Use one session per line in this order: start, title, minutes, owner, location, track, and notes. CSV, TSV, pipe-delimited text, and plain text rows are accepted, and the start field may be blank.
Why did changing the buffer not move a session?
In mixed timing, explicit row starts stay locked. The buffer sets the next auto-flow start for blank rows and helps judge whether locked starts leave enough handoff time.
Why does the timing brief say Fix?
Fix usually means overlap minutes are present or the calendar payload lacks a valid date and at least one session. Check the Session Ledger row, then adjust the start, duration, or event date.
Can a schedule continue past midnight?
Yes. Auto-flowed rows can pass midnight, and explicit starts that clearly roll into the next day display with a next-day suffix so the run sheet stays in event order.
Why should I inspect the imported calendar?

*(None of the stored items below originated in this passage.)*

//! Editing tools and their in-progress draft states.

use crate::model::ObjectCategory;
use roomkit_core::{Point2D, Point3D};
use serde::{Deserialize, Serialize};
use std::fmt;

/// Walls shorter than this are discarded by the wall tool (meters).
pub const MIN_WALL_LENGTH: f64 = 0.1;

/// Floor-plan pixels per meter at zoom 1.
pub const PIXELS_PER_METER: f64 = 50.0;

/// Extra pick tolerance around walls, in screen pixels.
pub const WALL_PICK_TOLERANCE_PX: f64 = 5.0;

pub const MIN_ZOOM: f64 = 0.2;
pub const MAX_ZOOM: f64 = 5.0;

/// The active editing tool.
#[derive(Debug, Clone, Copy, PartialEq, Eq, Default, Serialize, Deserialize)]
#[serde(rename_all = "lowercase")]
pub enum Tool {
    #[default]
    Select,
    Wall,
    Door,
    Window,
    Object,
    Measure,
    Material,
}

impl fmt::Display for Tool {
    fn fmt(&self, f: &mut fmt::Formatter<'_>) -> fmt::Result {
        let name = match self {
            Tool::Select => "select",
            Tool::Wall => "wall",
            Tool::Door => "door",
            Tool::Window => "window",
            Tool::Object => "object",
            Tool::Measure => "measure",
            Tool::Material => "material",
        };
        write!(f, "{}", name)
    }
}

/// Draft state of the active tool.
///
/// Switching tools always returns to [`ToolState::Idle`], discarding any draft.
#[derive(Debug, Clone, PartialEq, Default)]
pub enum ToolState {
    #[default]
    Idle,
    /// A wall being drawn; `end` follows the pointer
    DrawingWall { start: Point2D, end: Point2D },
    /// An object waiting to be dropped; `ghost` follows the pointer
    PlacingObject {
        object_type: String,
        category: ObjectCategory,
        ghost: Option<Point3D>,
    },
    /// A measurement in progress; `end` follows the pointer
    Measuring { start: Point3D, end: Point3D },
}

impl ToolState {
    pub fn is_idle(&self) -> bool {
        matches!(self, ToolState::Idle)
    }

    /// The draft wall, if one is being drawn.
    pub fn temp_wall(&self) -> Option<(Point2D, Point2D)> {
        match self {
            ToolState::DrawingWall { start, end } => Some((*start, *end)),
            _ => None,
        }
    }

    /// The draft measurement endpoints, if measuring.
    pub fn temp_measurement(&self) -> Option<(Point3D, Point3D)> {
        match self {
            ToolState::Measuring { start, end } => Some((*start, *end)),
            _ => None,
        }
    }
}

/// How the host presents the scene. Not part of history.
#[derive(Debug, Clone, Copy, PartialEq, Eq, Default, Serialize, Deserialize)]
#[serde(rename_all = "snake_case")]
pub enum ViewMode {
    Plan2d,
    #[default]
    Perspective3d,
    Walk,
}

/// Clamps a host zoom factor to the supported range.
pub fn clamp_zoom(zoom: f64) -> f64 {
    if zoom.is_nan() {
        return 1.0;
    }
    zoom.clamp(MIN_ZOOM, MAX_ZOOM)
}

The calendar file carries session start and end times with the selected time zone identifier, but the receiving app controls final display. Inspect the imported calendar before sending invites or publishing the schedule.
Glossary:
- Agenda
- The participant-facing outline of what will happen during the event.
- Run sheet
- The operating schedule used by hosts, crew, speakers, and coordinators.
- Cue
- A planned moment when someone needs to start, stop, speak, move, reset, or hand off.
- Handoff
- The transition between one session ending and the next session starting.
- Buffer
- Reserved time between sessions to absorb normal event friction.
- Half-open interval
- A time span where the start is included and the end marks the boundary after the session.
- Time zone identifier
- A named zone such as
America/New_YorkorAsia/Kuala_Lumpurused to preserve intended local times.
References:
- RFC 5545: Internet Calendaring and Scheduling Core Object Specification (iCalendar), RFC Editor, September 2009.
- Time Zone Database, Internet Assigned Numbers Authority, latest version 2026b released 2026-04-22.